> _AIM OF THE TASK_: Reproduce the listing that follows so that each line matches the original exactly.
Start of EXTRACTED RECORDS
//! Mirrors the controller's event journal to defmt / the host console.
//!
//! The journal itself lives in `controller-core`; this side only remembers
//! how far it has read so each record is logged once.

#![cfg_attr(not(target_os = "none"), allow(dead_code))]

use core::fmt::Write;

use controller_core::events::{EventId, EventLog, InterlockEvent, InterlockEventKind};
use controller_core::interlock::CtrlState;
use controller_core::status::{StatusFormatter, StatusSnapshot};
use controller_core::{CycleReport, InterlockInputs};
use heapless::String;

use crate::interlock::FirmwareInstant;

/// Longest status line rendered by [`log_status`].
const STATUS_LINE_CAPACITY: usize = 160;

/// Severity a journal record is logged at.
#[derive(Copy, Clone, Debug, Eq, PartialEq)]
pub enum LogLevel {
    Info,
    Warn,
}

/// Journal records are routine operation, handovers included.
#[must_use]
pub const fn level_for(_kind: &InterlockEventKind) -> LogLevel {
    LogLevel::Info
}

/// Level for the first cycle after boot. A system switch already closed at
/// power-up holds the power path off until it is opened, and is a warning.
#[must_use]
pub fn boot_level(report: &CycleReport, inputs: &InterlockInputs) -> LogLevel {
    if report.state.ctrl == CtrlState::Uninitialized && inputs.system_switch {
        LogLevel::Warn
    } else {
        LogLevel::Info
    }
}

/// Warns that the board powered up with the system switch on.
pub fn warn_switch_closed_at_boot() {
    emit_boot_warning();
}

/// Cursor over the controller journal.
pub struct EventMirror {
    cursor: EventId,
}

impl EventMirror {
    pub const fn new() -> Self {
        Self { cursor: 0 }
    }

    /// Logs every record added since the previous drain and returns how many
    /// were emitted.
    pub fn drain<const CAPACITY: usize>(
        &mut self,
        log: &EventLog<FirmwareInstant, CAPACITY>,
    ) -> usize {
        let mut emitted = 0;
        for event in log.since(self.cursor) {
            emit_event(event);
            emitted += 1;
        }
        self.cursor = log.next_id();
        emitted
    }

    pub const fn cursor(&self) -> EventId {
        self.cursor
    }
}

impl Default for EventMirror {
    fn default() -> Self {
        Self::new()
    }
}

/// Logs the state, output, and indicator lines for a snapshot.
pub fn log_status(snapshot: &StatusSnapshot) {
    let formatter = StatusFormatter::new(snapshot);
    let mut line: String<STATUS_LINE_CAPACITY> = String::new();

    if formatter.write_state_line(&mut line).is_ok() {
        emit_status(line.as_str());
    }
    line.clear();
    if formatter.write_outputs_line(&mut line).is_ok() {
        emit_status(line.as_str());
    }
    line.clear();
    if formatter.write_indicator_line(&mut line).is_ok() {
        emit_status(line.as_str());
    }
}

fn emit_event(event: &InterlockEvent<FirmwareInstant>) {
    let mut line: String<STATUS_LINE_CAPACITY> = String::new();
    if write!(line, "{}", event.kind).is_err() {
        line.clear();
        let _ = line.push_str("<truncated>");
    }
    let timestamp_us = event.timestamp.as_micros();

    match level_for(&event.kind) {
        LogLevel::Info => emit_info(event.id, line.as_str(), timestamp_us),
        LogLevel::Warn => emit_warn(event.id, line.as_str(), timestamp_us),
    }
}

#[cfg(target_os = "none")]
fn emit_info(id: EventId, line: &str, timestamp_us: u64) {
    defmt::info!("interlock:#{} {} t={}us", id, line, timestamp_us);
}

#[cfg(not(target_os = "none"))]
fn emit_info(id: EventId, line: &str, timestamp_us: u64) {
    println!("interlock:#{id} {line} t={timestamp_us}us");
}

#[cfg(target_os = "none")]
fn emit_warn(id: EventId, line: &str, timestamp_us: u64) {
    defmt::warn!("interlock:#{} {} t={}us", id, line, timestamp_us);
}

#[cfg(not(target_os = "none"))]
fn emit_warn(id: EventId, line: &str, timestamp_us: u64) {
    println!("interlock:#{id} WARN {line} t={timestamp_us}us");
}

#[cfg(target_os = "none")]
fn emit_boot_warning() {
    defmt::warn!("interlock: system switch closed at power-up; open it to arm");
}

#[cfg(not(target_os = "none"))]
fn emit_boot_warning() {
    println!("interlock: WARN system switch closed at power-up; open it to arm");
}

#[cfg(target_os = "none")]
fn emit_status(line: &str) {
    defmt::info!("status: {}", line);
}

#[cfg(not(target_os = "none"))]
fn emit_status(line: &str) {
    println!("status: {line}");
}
End of EXTRACTED RECORDS
> _SOLUTION_:
//! Mirrors the controller's event journal to defmt / the host console.
//!
//! The journal itself lives in `controller-core`; this side only remembers
//! how far it has read so each record is logged once.

#![cfg_attr(not(target_os = "none"), allow(dead_code))]

use core::fmt::Write;

use controller_core::events::{EventId, EventLog, InterlockEvent, InterlockEventKind};
use controller_core::interlock::CtrlState;
use controller_core::status::{StatusFormatter, StatusSnapshot};
use controller_core::{CycleReport, InterlockInputs};
use heapless::String;

use crate::interlock::FirmwareInstant;

/// Longest status line rendered by [`log_status`].
const STATUS_LINE_CAPACITY: usize = 160;

/// Severity a journal record is logged at.
#[derive(Copy, Clone, Debug, Eq, PartialEq)]
pub enum LogLevel {
    Info,
    Warn,
}

/// Journal records are routine operation, handovers included.
#[must_use]
pub const fn level_for(_kind: &InterlockEventKind) -> LogLevel {
    LogLevel::Info
}

/// Level for the first cycle after boot. A system switch already closed at
/// power-up holds the power path off until it is opened, and is a warning.
#[must_use]
pub fn boot_level(report: &CycleReport, inputs: &InterlockInputs) -> LogLevel {
    if report.state.ctrl == CtrlState::Uninitialized && inputs.system_switch {
        LogLevel::Warn
    } else {
        LogLevel::Info
    }
}

/// Warns that the board powered up with the system switch on.
pub fn warn_switch_closed_at_boot() {
    emit_boot_warning();
}

/// Cursor over the controller journal.
pub struct EventMirror {
    cursor: EventId,
}

impl EventMirror {
    pub const fn new() -> Self {
        Self { cursor: 0 }
    }

    /// Logs every record added since the previous drain and returns how many
    /// were emitted.
    pub fn drain<const CAPACITY: usize>(
        &mut self,
        log: &EventLog<FirmwareInstant, CAPACITY>,
    ) -> usize {
        let mut emitted = 0;
        for event in log.since(self.cursor) {
            emit_event(event);
            emitted += 1;
        }
        self.cursor = log.next_id();
        emitted
    }

    pub const fn cursor(&self) -> EventId {
        self.cursor
    }
}

impl Default for EventMirror {
    fn default() -> Self {
        Self::new()
    }
}

/// Logs the state, output, and indicator lines for a snapshot.
pub fn log_status(snapshot: &StatusSnapshot) {
    let formatter = StatusFormatter::new(snapshot);
    let mut line: String<STATUS_LINE_CAPACITY> = String::new();

    if formatter.write_state_line(&mut line).is_ok() {
        emit_status(line.as_str());
    }
    line.clear();
    if formatter.write_outputs_line(&mut line).is_ok() {
        emit_status(line.as_str());
    }
    line.clear();
    if formatter.write_indicator_line(&mut line).is_ok() {
        emit_status(line.as_str());
    }
}

fn emit_event(event: &InterlockEvent<FirmwareInstant>) {
    let mut line: String<STATUS_LINE_CAPACITY> = String::new();
    if write!(line, "{}", event.kind).is_err() {
        line.clear();
        let _ = line.push_str("<truncated>");
    }
    let timestamp_us = event.timestamp.as_micros();

    match level_for(&event.kind) {
        LogLevel::Info => emit_info(event.id, line.as_str(), timestamp_us),
        LogLevel::Warn => emit_warn(event.id, line.as_str(), timestamp_us),
    }
}

#[cfg(target_os = "none")]
fn emit_info(id: EventId, line: &str, timestamp_us: u64) {
    defmt::info!("interlock:#{} {} t={}us", id, line, timestamp_us);
}

#[cfg(not(target_os = "none"))]
fn emit_info(id: EventId, line: &str, timestamp_us: u64) {
    println!("interlock:#{id} {line} t={timestamp_us}us");
}

#[cfg(target_os = "none")]
fn emit_warn(id: EventId, line: &str, timestamp_us: u64) {
    defmt::warn!("interlock:#{} {} t={}us", id, line, timestamp_us);
}

#[cfg(not(target_os = "none"))]
fn emit_warn(id: EventId, line: &str, timestamp_us: u64) {
    println!("interlock:#{id} WARN {line} t={timestamp_us}us");
}

#[cfg(target_os = "none")]
fn emit_boot_warning() {
    defmt::warn!("interlock: system switch closed at power-up; open it to arm");
}

#[cfg(not(target_os = "none"))]
fn emit_boot_warning() {
    println!("interlock: WARN system switch closed at power-up; open it to arm");
}

#[cfg(target_os = "none")]
fn emit_status(line: &str) {
    defmt::info!("status: {}", line);
}

#[cfg(not(target_os = "none"))]
fn emit_status(line: &str) {
    println!("status: {line}");
}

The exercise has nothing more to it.